Num dos bairros periféricos de Inhambane, onde o aroma das frituras invade as ruas estreitas, é comum encontrar pequenos estabelecimentos que vendem bolinhos de mandioca e batata frita, opções que, embora deliciosas, são um convite ao excesso de gordura. Para muitas famílias, alimentos frescos e locais, como a mandioca ou o inhame, são vistos como desatualizados, enquanto o pão integral e os cereais processados ganham espaço nas mesas, mesmo que a preços elevados.

“Existe este mito de que comer saudável é caro,” afirma Mazevila, abanando a cabeça com um sorriso quase triste. “Mas, se olharmos bem, alimentos como banana, batata-doce e mandioca, que são produzidos localmente, são mais baratos e muito mais acessíveis do que os industrializados. A questão é reeducar as pessoas para valorizarem o que têm à sua disposição.”

A nutricionista partilha ainda um dado surpreendente: muitos casos de diabetes poderiam ser prevenidos ou controlados apenas com mudanças nos hábitos alimentares. “Em casos de diagnóstico precoce, é possível controlar a diabetes sem medicamentos. Uma alimentação equilibrada e uma rotina estruturada, com refeições a cada três horas, fazem toda a diferença,” explica.

A manhã de um diabético não precisa ser um desafio. Mazevila pinta um cenário otimista ao descrever como um pequeno-almoço saudável pode ser a base para o controle da doença. “Em vez de um chá com açúcar, o paciente pode optar por chá verde ou folhas de limão. Acompanhar com carboidratos integrais, como batata-doce ou inhame, e adicionar uma salada ou verduras para equilibrar. É simples, mas transformador.”

O mesmo princípio aplica-se ao lanche. Frutas locais, batata-doce e uma dose de criatividade podem ser a combinação perfeita para manter os níveis de glicemia estáveis. Mazevila destaca ainda que a combinação de alimentos é essencial. “Não adianta comer apenas batata-doce por ser saudável. É preciso juntar verduras para criar um equilíbrio e assegurar que o açúcar no sangue se mantenha controlado,” reforça.

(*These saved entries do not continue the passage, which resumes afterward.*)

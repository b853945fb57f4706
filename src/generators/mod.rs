// Copyright © 2024 Blogsmith. All rights reserved.
// SPDX-License-Identifier: Apache-2.0 OR MIT

//! # Output Generators
//!
//! Everything that touches the output tree: rendered pages, passthrough
//! copies, and the theme script.

/// HTML page and static file output.
pub mod html;

pub use html::HtmlGenerator;
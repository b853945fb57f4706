// Copyright © 2024 Blogsmith. All rights reserved.
// SPDX-License-Identifier: Apache-2.0 OR MIT

//! Build script checking the minimum supported Rust version.

/// Minimum `rustc` version, kept in step with `rust-version` in `Cargo.toml`.
const MIN_VERSION: &str = "1.80.0";

fn main() {
    println!("cargo:rerun-if-changed=build.rs");

    match version_check::is_min_version(MIN_VERSION) {
        Some(true) => {}
        Some(false) => {
            eprintln!(
                "blogsmith requires rustc {} or newer, found {}",
                MIN_VERSION,
                version_check::Version::read()
                    .map_or_else(|| "an unknown version".to_string(), |v| v.to_string())
            );
            std::process::exit(1);
        }
        None => {
            println!("cargo:warning=Unable to determine the rustc version");
        }
    }
}
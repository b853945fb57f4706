// Copyright © 2024 Blogsmith. All rights reserved.
// SPDX-License-Identifier: Apache-2.0 OR MIT

//! # Content Ingestion
//!
//! Reads the content directory into a [`ContentIndex`]: one typed
//! [`ContentItem`] per Markdown or HTML file, in a deterministic discovery
//! order (directory walk sorted by file name).
//!
//! Front matter is YAML between `---` fences. Optional fields are defaulted
//! here, once, so the rest of the crate never checks for their absence:
//!
//! - `draft` defaults to `false`
//! - `tags` defaults to an empty list, and a single string becomes one tag
//! - `date` defaults to the file's creation time; the keywords
//!   `Last Modified` and `Created` select a file timestamp explicitly
//! - `permalink` is either an output path or `false` (render, don't write)

use crate::collections::Glob;
use crate::core::error::{BlogError, Result};
use crate::dates::parse_date;
use chrono::{DateTime, Utc};
use log::{debug, warn};
use serde::Deserialize;
use serde_json::{Map, Value as JsonValue};
use std::fs;
use std::path::{Path, PathBuf};
use walkdir::{DirEntry, WalkDir};

/// File extensions ingested as content.
pub const CONTENT_EXTENSIONS: &[&str] = &["md", "markdown", "html"];

/// How the body of an item is turned into HTML.
#[derive(Debug, Clone, Copy, PartialEq, Eq)]
pub enum ContentKind {
    /// Rendered through the Markdown renderer.
    Markdown,
    /// Used as-is.
    Html,
}

/// Where an item is written.
#[derive(Debug, Clone, PartialEq, Eq, Default)]
pub enum Permalink {
    /// Derived from the input path.
    #[default]
    Default,
    /// Explicit output path from front matter.
    Path(String),
    /// `permalink: false`: available to collections, never written.
    Disabled,
}

/// One page or post.
#[derive(Debug, Clone, PartialEq)]
pub struct ContentItem {
    /// Path relative to the content directory, `/`-separated.
    pub input_path: String,
    /// Publication timestamp.
    pub date: DateTime<Utc>,
    /// Drafts are hidden from production builds.
    pub draft: bool,
    /// Declared tags, in front matter order.
    pub tags: Vec<String>,
    /// Page title.
    pub title: Option<String>,
    /// Short description.
    pub description: Option<String>,
    /// Layout name, possibly an alias.
    pub layout: Option<String>,
    /// Output location rule.
    pub permalink: Permalink,
    /// Remaining front matter fields.
    pub data: Map<String, JsonValue>,
    /// Source text after the front matter.
    pub body: String,
    /// Markdown or HTML.
    pub kind: ContentKind,
}

/// Timestamps of the file an item was read from.
#[derive(Debug, Clone, Copy, PartialEq, Eq)]
pub struct FileDates {
    /// Last modification time.
    pub modified: DateTime<Utc>,
    /// Creation time, or the modification time where unavailable.
    pub created: DateTime<Utc>,
}

impl FileDates {
    /// Reads the timestamps of `path`.
    pub fn of(path: &Path) -> Result<Self> {
        let metadata = fs::metadata(path)
            .map_err(|e| BlogError::io_error(path.to_path_buf(), e))?;
        let modified = metadata
            .modified()
            .map_err(|e| BlogError::io_error(path.to_path_buf(), e))?;
        let created = metadata.created().unwrap_or(modified);
        Ok(Self {
            modified: DateTime::<Utc>::from(modified),
            created: DateTime::<Utc>::from(created),
        })
    }

    /// Both timestamps set to `date`.
    pub fn fixed(date: DateTime<Utc>) -> Self {
        Self {
            modified: date,
            created: date,
        }
    }
}

#[derive(Debug, Default, Deserialize)]
struct FrontMatter {
    #[serde(default)]
    title: Option<String>,
    #[serde(default)]
    description: Option<String>,
    #[serde(default)]
    date: Option<JsonValue>,
    #[serde(default)]
    draft: Option<bool>,
    #[serde(default)]
    tags: Option<TagsField>,
    #[serde(default)]
    layout: Option<String>,
    #[serde(default)]
    permalink: Option<PermalinkField>,
    #[serde(flatten)]
    extra: Map<String, JsonValue>,
}

#[derive(Debug, Deserialize)]
#[serde(untagged)]
enum TagsField {
    One(String),
    Many(Vec<String>),
}

#[derive(Debug, Deserialize)]
#[serde(untagged)]
enum PermalinkField {
    Path(String),
    Flag(bool),
}

/// Splits `source` into its front matter block (without fences) and body.
///
/// Sources that do not open with a `---` line, or never close the block,
/// have no front matter.
pub fn split_front_matter(source: &str) -> (Option<&str>, &str) {
    let rest = match source
        .strip_prefix("---\n")
        .or_else(|| source.strip_prefix("---\r\n"))
    {
        Some(rest) => rest,
        None => return (None, source),
    };

    let mut offset = 0;
    for line in rest.split_inclusive('\n') {
        if line.trim_end_matches(['\r', '\n']) == "---" {
            let front = &rest[..offset];
            let body = &rest[offset + line.len()..];
            return (Some(front), body);
        }
        offset += line.len();
    }

    (None, source)
}

impl ContentItem {
    /// Creates a Markdown item with an empty body and no front matter.
    pub fn new<S: Into<String>>(input_path: S, date: DateTime<Utc>) -> Self {
        let input_path = input_path.into();
        let kind = kind_for_path(&input_path);
        Self {
            input_path,
            date,
            draft: false,
            tags: Vec::new(),
            title: None,
            description: None,
            layout: None,
            permalink: Permalink::Default,
            data: Map::new(),
            body: String::new(),
            kind,
        }
    }

    /// Sets the draft flag.
    pub fn with_draft(mut self, draft: bool) -> Self {
        self.draft = draft;
        self
    }

    /// Sets the tags.
    pub fn with_tags<I, S>(mut self, tags: I) -> Self
    where
        I: IntoIterator<Item = S>,
        S: Into<String>,
    {
        self.tags = tags.into_iter().map(Into::into).collect();
        self
    }

    /// Parses a content file.
    ///
    /// `input_path` is the path relative to the content directory and is
    /// used for error messages, globbing, and output paths.
    pub fn from_source(
        input_path: &str,
        source: &str,
        file_dates: FileDates,
    ) -> Result<Self> {
        let (front, body) = split_front_matter(source);
        let front: FrontMatter = match front {
            Some(block) if !block.trim().is_empty() => {
                serde_yml::from_str(block).map_err(|e| {
                    BlogError::front_matter_error(
                        e.to_string(),
                        PathBuf::from(input_path),
                    )
                })?
            }
            _ => FrontMatter::default(),
        };

        let date = resolve_date(input_path, front.date.as_ref(), file_dates)?;
        let tags = match front.tags {
            None => Vec::new(),
            Some(TagsField::One(tag)) => vec![tag],
            Some(TagsField::Many(tags)) => tags,
        };
        let permalink = match front.permalink {
            None | Some(PermalinkField::Flag(true)) => Permalink::Default,
            Some(PermalinkField::Flag(false)) => Permalink::Disabled,
            Some(PermalinkField::Path(path)) => Permalink::Path(path),
        };

        Ok(Self {
            input_path: input_path.to_string(),
            date,
            draft: front.draft.unwrap_or(false),
            tags,
            title: front.title,
            description: front.description,
            layout: front.layout,
            permalink,
            data: front.extra,
            body: body.to_string(),
            kind: kind_for_path(input_path),
        })
    }

    /// Output path relative to the output directory, or `None` when the item
    /// is not written.
    ///
    /// `index.md` becomes `index.html`, `posts/hello.md` becomes
    /// `posts/hello/index.html`, and explicit permalinks ending in `/` gain
    /// an `index.html`.
    pub fn output_path(&self) -> Option<PathBuf> {
        match &self.permalink {
            Permalink::Disabled => None,
            Permalink::Path(path) => {
                let trimmed = path.trim_start_matches('/');
                if trimmed.is_empty() || trimmed.ends_with('/') {
                    Some(PathBuf::from(format!("{trimmed}index.html")))
                } else {
                    Some(PathBuf::from(trimmed))
                }
            }
            Permalink::Default => {
                let stem = self
                    .input_path
                    .rsplit_once('.')
                    .map_or(self.input_path.as_str(), |(stem, _)| stem);
                let (dir, name) = match stem.rsplit_once('/') {
                    Some((dir, name)) => (Some(dir), name),
                    None => (None, stem),
                };
                let page_dir = match (dir, name) {
                    (None, "index") => String::new(),
                    (Some(dir), "index") => format!("{dir}/"),
                    (_, _) => format!("{stem}/"),
                };
                Some(PathBuf::from(format!("{page_dir}index.html")))
            }
        }
    }

    /// Public URL of the item, or `None` when it is not written.
    pub fn url(&self) -> Option<String> {
        let output = self.output_path()?;
        let output = output.to_string_lossy().replace('\\', "/");
        Some(match output.strip_suffix("index.html") {
            Some(dir) => format!("/{dir}"),
            None => format!("/{output}"),
        })
    }
}

fn kind_for_path(input_path: &str) -> ContentKind {
    if input_path.ends_with(".html") {
        ContentKind::Html
    } else {
        ContentKind::Markdown
    }
}

fn resolve_date(
    input_path: &str,
    value: Option<&JsonValue>,
    file_dates: FileDates,
) -> Result<DateTime<Utc>> {
    match value {
        None | Some(JsonValue::Null) => Ok(file_dates.created),
        Some(JsonValue::String(s)) => match s.as_str() {
            "Last Modified" => Ok(file_dates.modified),
            "Created" => Ok(file_dates.created),
            other => parse_date(other).ok_or_else(|| {
                BlogError::front_matter_error(
                    format!("invalid date `{other}`"),
                    PathBuf::from(input_path),
                )
            }),
        },
        Some(other) => Err(BlogError::front_matter_error(
            format!("invalid date `{other}`"),
            PathBuf::from(input_path),
        )),
    }
}

/// Every content item of a site, in discovery order.
#[derive(Debug, Clone, Default)]
pub struct ContentIndex {
    items: Vec<ContentItem>,
}

impl ContentIndex {
    /// Wraps already-built items, keeping their order.
    pub fn from_items(items: Vec<ContentItem>) -> Self {
        Self { items }
    }

    /// Walks `content_dir` and parses every content file.
    ///
    /// Directories listed in `exclude_dirs` (typically the output and
    /// template directories) are skipped, as is any file or directory whose
    /// name starts with `_` or `.`, and any file matching an `ignore` glob.
    pub fn load(
        content_dir: &Path,
        exclude_dirs: &[PathBuf],
        ignore: &[Glob],
    ) -> Result<Self> {
        let excluded: Vec<PathBuf> = exclude_dirs
            .iter()
            .filter_map(|dir| fs::canonicalize(dir).ok())
            .collect();

        let mut items = Vec::new();
        let walker = WalkDir::new(content_dir)
            .sort_by_file_name()
            .into_iter()
            .filter_entry(|entry| !is_skipped(entry, &excluded));

        for entry in walker {
            let entry = entry.map_err(|e| {
                let path = e.path().map(Path::to_path_buf).unwrap_or_default();
                BlogError::io_error(path, e.into())
            })?;
            if !entry.file_type().is_file() || !has_content_extension(entry.path()) {
                continue;
            }

            let input_path = relative_input_path(content_dir, entry.path())?;
            if ignore.iter().any(|glob| glob.is_match(&input_path)) {
                debug!("Ignoring {}", input_path);
                continue;
            }

            let source = fs::read_to_string(entry.path())
                .map_err(|e| BlogError::io_error(entry.path().to_path_buf(), e))?;
            let item = ContentItem::from_source(
                &input_path,
                &source,
                FileDates::of(entry.path())?,
            )?;
            debug!("Ingested {} ({})", item.input_path, item.date);
            items.push(item);
        }

        if items.is_empty() {
            warn!("No content found in {}", content_dir.display());
        }
        Ok(Self { items })
    }

    /// All items in discovery order.
    pub fn items(&self) -> &[ContentItem] {
        &self.items
    }

    /// Number of items.
    pub fn len(&self) -> usize {
        self.items.len()
    }

    /// Returns `true` when no content was found.
    pub fn is_empty(&self) -> bool {
        self.items.is_empty()
    }
}

fn is_skipped(entry: &DirEntry, excluded: &[PathBuf]) -> bool {
    if entry.depth() == 0 {
        return false;
    }
    let name = entry.file_name().to_string_lossy();
    if name.starts_with('_') || name.starts_with('.') {
        return true;
    }
    entry.file_type().is_dir()
        && fs::canonicalize(entry.path())
            .map(|path| excluded.contains(&path))
            .unwrap_or(false)
}

fn has_content_extension(path: &Path) -> bool {
    path.extension()
        .and_then(|ext| ext.to_str())
        .is_some_and(|ext| CONTENT_EXTENSIONS.contains(&ext))
}

fn relative_input_path(content_dir: &Path, path: &Path) -> Result<String> {
    let relative = path.strip_prefix(content_dir).map_err(|e| {
        BlogError::content_processing_error(
            format!("Failed to determine relative path of {}", path.display()),
            Some(Box::new(e)),
        )
    })?;
    let parts: Vec<String> = relative
        .components()
        .map(|c| c.as_os_str().to_string_lossy().into_owned())
        .collect();
    Ok(parts.join("/"))
}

O apelo da nutricionista vai além dos diabéticos. Para ela, a educação alimentar deve começar cedo e incluir toda a comunidade. “Com ou sem diabetes, é importante procurar um nutricionista. Não se trata apenas de tratar doenças, mas de prevenir. A alimentação saudável é um investimento para o futuro, e não deve ser encarada como um luxo, mas sim como uma necessidade básica,” afirma com convicção.

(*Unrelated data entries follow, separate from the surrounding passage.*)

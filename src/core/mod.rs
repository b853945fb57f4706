// Copyright © 2024 Blogsmith. All rights reserved.
// SPDX-License-Identifier: Apache-2.0 OR MIT

/// The `config` module provides configuration handling
pub mod config;

/// The `error` module provides error handling
pub mod error;
/// Errors raised when building payloads, encoding frames, or validating config.
///
/// The synchronizer itself never returns these for corrupt input; see
/// [`SyncStats`](crate::SyncStats) for how corruption is reported.
#[derive(Debug, thiserror::Error)]
pub enum FrameError {
    /// The payload is empty or not a whole number of records.
    #[error("payload length {len} is not a positive multiple of 10")]
    MisalignedPayload { len: usize },

    /// Encoded record bytes would be read back as a marker.
    #[error("marker sequence inside frame body at offset {offset}")]
    MarkerInPayload { offset: usize },

    /// A configuration value is out of range.
    #[error("invalid sync config: {0}")]
    InvalidConfig(String),
}

pub type Result<T> = std::result::Result<T, FrameError>;
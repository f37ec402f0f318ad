/// Errors that can occur while building a decode table.
#[derive(Debug, thiserror::Error)]
pub enum DecodeError {
    /// The table definition is not valid JSON for the expected shape.
    #[error("invalid decode table: {0}")]
    Json(#[from] serde_json::Error),

    /// The table file could not be read.
    #[error("failed to load decode table: {0}")]
    LoadFailed(String),

    /// Two entries map the same `(identifier, function)` pair.
    #[error("duplicate decode entry for identifier {identifier}, function {function}")]
    DuplicateEntry { identifier: u16, function: u8 },
}

pub type Result<T> = std::result::Result<T, DecodeError>;
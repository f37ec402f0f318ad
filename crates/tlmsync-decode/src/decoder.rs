use std::ops::AddAssign;

use tlmsync_frame::{DecodeQueue, RawPayload};
use tracing::{debug, trace};

use crate::reading::TelemetrySink;
use crate::table::DecodeTable;

/// Counters for one or more decoded payloads.
#[derive(Debug, Clone, Copy, Default, PartialEq, Eq)]
pub struct DecodeReport {
    /// Payloads taken from the decode queue.
    pub payloads: u64,
    /// Records examined.
    pub records: u64,
    /// Readings handed to the sink.
    pub emitted: u64,
    /// Records whose `(identifier, function)` has no table entry.
    pub unrecognized: u64,
}

impl AddAssign for DecodeReport {
    fn add_assign(&mut self, rhs: Self) {
        self.payloads += rhs.payloads;
        self.records += rhs.records;
        self.emitted += rhs.emitted;
        self.unrecognized += rhs.unrecognized;
    }
}

/// Splits payloads into records and emits a reading for each recognized one.
#[derive(Debug)]
pub struct RecordDecoder {
    table: DecodeTable,
    totals: DecodeReport,
}

impl RecordDecoder {
    pub fn new(table: DecodeTable) -> Self {
        Self {
            table,
            totals: DecodeReport::default(),
        }
    }

    /// Decode the oldest queued payload. Returns `None` if the queue is empty.
    pub fn decode_next<S>(&mut self, queue: &mut DecodeQueue, sink: &mut S) -> Option<DecodeReport>
    where
        S: TelemetrySink + ?Sized,
    {
        let payload = queue.pop()?;
        Some(self.decode_payload(&payload, sink))
    }

    /// Decode every queued payload, oldest first.
    pub fn drain<S>(&mut self, queue: &mut DecodeQueue, sink: &mut S) -> DecodeReport
    where
        S: TelemetrySink + ?Sized,
    {
        let mut report = DecodeReport::default();
        while let Some(next) = self.decode_next(queue, sink) {
            report += next;
        }
        report
    }

    /// Decode one payload.
    pub fn decode_payload<S>(&mut self, payload: &RawPayload, sink: &mut S) -> DecodeReport
    where
        S: TelemetrySink + ?Sized,
    {
        let mut report = DecodeReport {
            payloads: 1,
            ..DecodeReport::default()
        };

        for record in payload.records() {
            report.records += 1;
            let identifier = record.identifier();
            let function = record.function();

            let Some(descriptor) = self.table.get(identifier, function) else {
                trace!(identifier, function, "no decode entry, skipping record");
                report.unrecognized += 1;
                continue;
            };

            match descriptor.decode(&record) {
                Some(value) => {
                    trace!(name = %descriptor.name, %value, "decoded reading");
                    sink.set_value(&descriptor.name, value);
                    report.emitted += 1;
                }
                None => {
                    debug!(
                        identifier,
                        function,
                        name = %descriptor.name,
                        "field layout outside record, skipping"
                    );
                    report.unrecognized += 1;
                }
            }
        }

        self.totals += report;
        report
    }

    pub fn table(&self) -> &DecodeTable {
        &self.table
    }

    /// Replace the decode table; counters are kept.
    pub fn set_table(&mut self, table: DecodeTable) {
        self.table = table;
    }

    /// Counters accumulated over every decoded payload.
    pub fn totals(&self) -> DecodeReport {
        self.totals
    }
}

impl Default for RecordDecoder {
    fn default() -> Self {
        Self::new(DecodeTable::builtin())
    }
}
use crate::error::{FrameError, Result};

/// Width of one record inside a frame body.
pub const RECORD_LEN: usize = 10;

/// Offset of the 4-byte value field within a record.
pub const VALUE_OFFSET: usize = 3;

/// Narrow an unsigned byte code into the signed storage representation.
///
/// Applied exactly once per byte when a frame body leaves the input queue.
pub const fn to_stored(code: u8) -> i8 {
    (code as i16 - 128) as i8
}

/// Recover the unsigned byte code from its signed storage representation.
///
/// Applied exactly once per byte whenever a record field is read.
pub const fn to_code(stored: i8) -> u8 {
    (stored as i16 + 128) as u8
}

/// A validated frame body awaiting decode.
///
/// Always a positive whole number of records, held in signed storage form.
#[derive(Clone, PartialEq, Eq)]
pub struct RawPayload {
    stored: Box<[i8]>,
}

impl RawPayload {
    /// Build a payload from unsigned byte codes, applying the storage transform.
    pub fn from_codes(codes: &[u8]) -> Result<Self> {
        if codes.is_empty() || codes.len() % RECORD_LEN != 0 {
            return Err(FrameError::MisalignedPayload { len: codes.len() });
        }
        Ok(Self {
            stored: codes.iter().map(|&code| to_stored(code)).collect(),
        })
    }

    /// Length in bytes.
    pub fn len(&self) -> usize {
        self.stored.len()
    }

    /// Always false; kept for API symmetry with `len`.
    pub fn is_empty(&self) -> bool {
        self.stored.is_empty()
    }

    /// The signed storage bytes.
    pub fn as_stored(&self) -> &[i8] {
        &self.stored
    }

    /// Number of records in the body.
    pub fn record_count(&self) -> usize {
        self.stored.len() / RECORD_LEN
    }

    /// Iterate over the records in wire order.
    pub fn records(&self) -> impl ExactSizeIterator<Item = Record<'_>> + '_ {
        self.stored.chunks_exact(RECORD_LEN).map(|stored| Record { stored })
    }

    /// Reconstruct the original unsigned byte codes.
    pub fn to_codes(&self) -> Vec<u8> {
        self.stored.iter().map(|&b| to_code(b)).collect()
    }
}

impl std::fmt::Debug for RawPayload {
    fn fmt(&self, f: &mut std::fmt::Formatter<'_>) -> std::fmt::Result {
        f.debug_struct("RawPayload")
            .field("len", &self.stored.len())
            .field("records", &self.record_count())
            .finish()
    }
}

/// One 10-byte record view.
///
/// Layout: `[id_hi, id_lo, function, v0, v1, v2, v3, _, _, _]`.
#[derive(Debug, Clone, Copy)]
pub struct Record<'a> {
    stored: &'a [i8],
}

impl Record<'_> {
    /// Byte code at `index` within the record.
    pub fn code(&self, index: usize) -> Option<u8> {
        self.stored.get(index).map(|&b| to_code(b))
    }

    /// Source identifier: `(code(0) << 4) | code(1)`.
    ///
    /// The low byte is OR-ed in at full width, so values above 15 overlap the
    /// shifted high byte. Senders rely on this exact combination.
    pub fn identifier(&self) -> u16 {
        (u16::from(to_code(self.stored[0])) << 4) | u16::from(to_code(self.stored[1]))
    }

    /// Function code selecting the quantity within the identifier's domain.
    pub fn function(&self) -> u8 {
        to_code(self.stored[2])
    }

    /// Four reconstructed bytes starting at `offset`, if they fit.
    pub fn word(&self, offset: usize) -> Option<[u8; 4]> {
        let end = offset.checked_add(4)?;
        let bytes = self.stored.get(offset..end)?;
        Some([
            to_code(bytes[0]),
            to_code(bytes[1]),
            to_code(bytes[2]),
            to_code(bytes[3]),
        ])
    }

    /// Big-endian IEEE-754 single at `offset`.
    pub fn f32_be(&self, offset: usize) -> Option<f32> {
        self.word(offset).map(f32::from_be_bytes)
    }

    /// Big-endian unsigned 32-bit integer at `offset`.
    pub fn u32_be(&self, offset: usize) -> Option<u32> {
        self.word(offset).map(u32::from_be_bytes)
    }

    /// Big-endian signed 32-bit integer at `offset`.
    pub fn i32_be(&self, offset: usize) -> Option<i32> {
        self.word(offset).map(i32::from_be_bytes)
    }

    /// All ten reconstructed byte codes.
    pub fn codes(&self) -> [u8; RECORD_LEN] {
        let mut out = [0u8; RECORD_LEN];
        for (dst, &src) in out.iter_mut().zip(self.stored) {
            *dst = to_code(src);
        }
        out
    }
}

Enquanto Artemisa Mazevila fala, é impossível não imaginar o impacto que estas mudanças poderiam ter. Em Moçambique, onde a saúde pública enfrenta desafios diários, a prevenção da diabetes não é apenas uma questão de saúde individual, mas de economia e sustentabilidade social.

À medida que os casos de diabetes continuam a crescer, a mensagem de Artemisa ecoa com urgência. A luta contra esta doença não precisa ser solitária, e pequenas mudanças podem salvar vidas. “A diabetes não é o fim. Com diagnóstico precoce, escolhas alimentares conscientes e apoio adequado, é possível viver uma vida plena,” conclui, com um brilho de esperança no olhar.

Esta é a história de milhares de moçambicanos que, todos os dias, enfrentam desafios entre o prato e a saúde. É um convite à reflexão, à ação e à solidariedade. Porque, no fim, a luta contra a diabetes é uma luta de todos nós.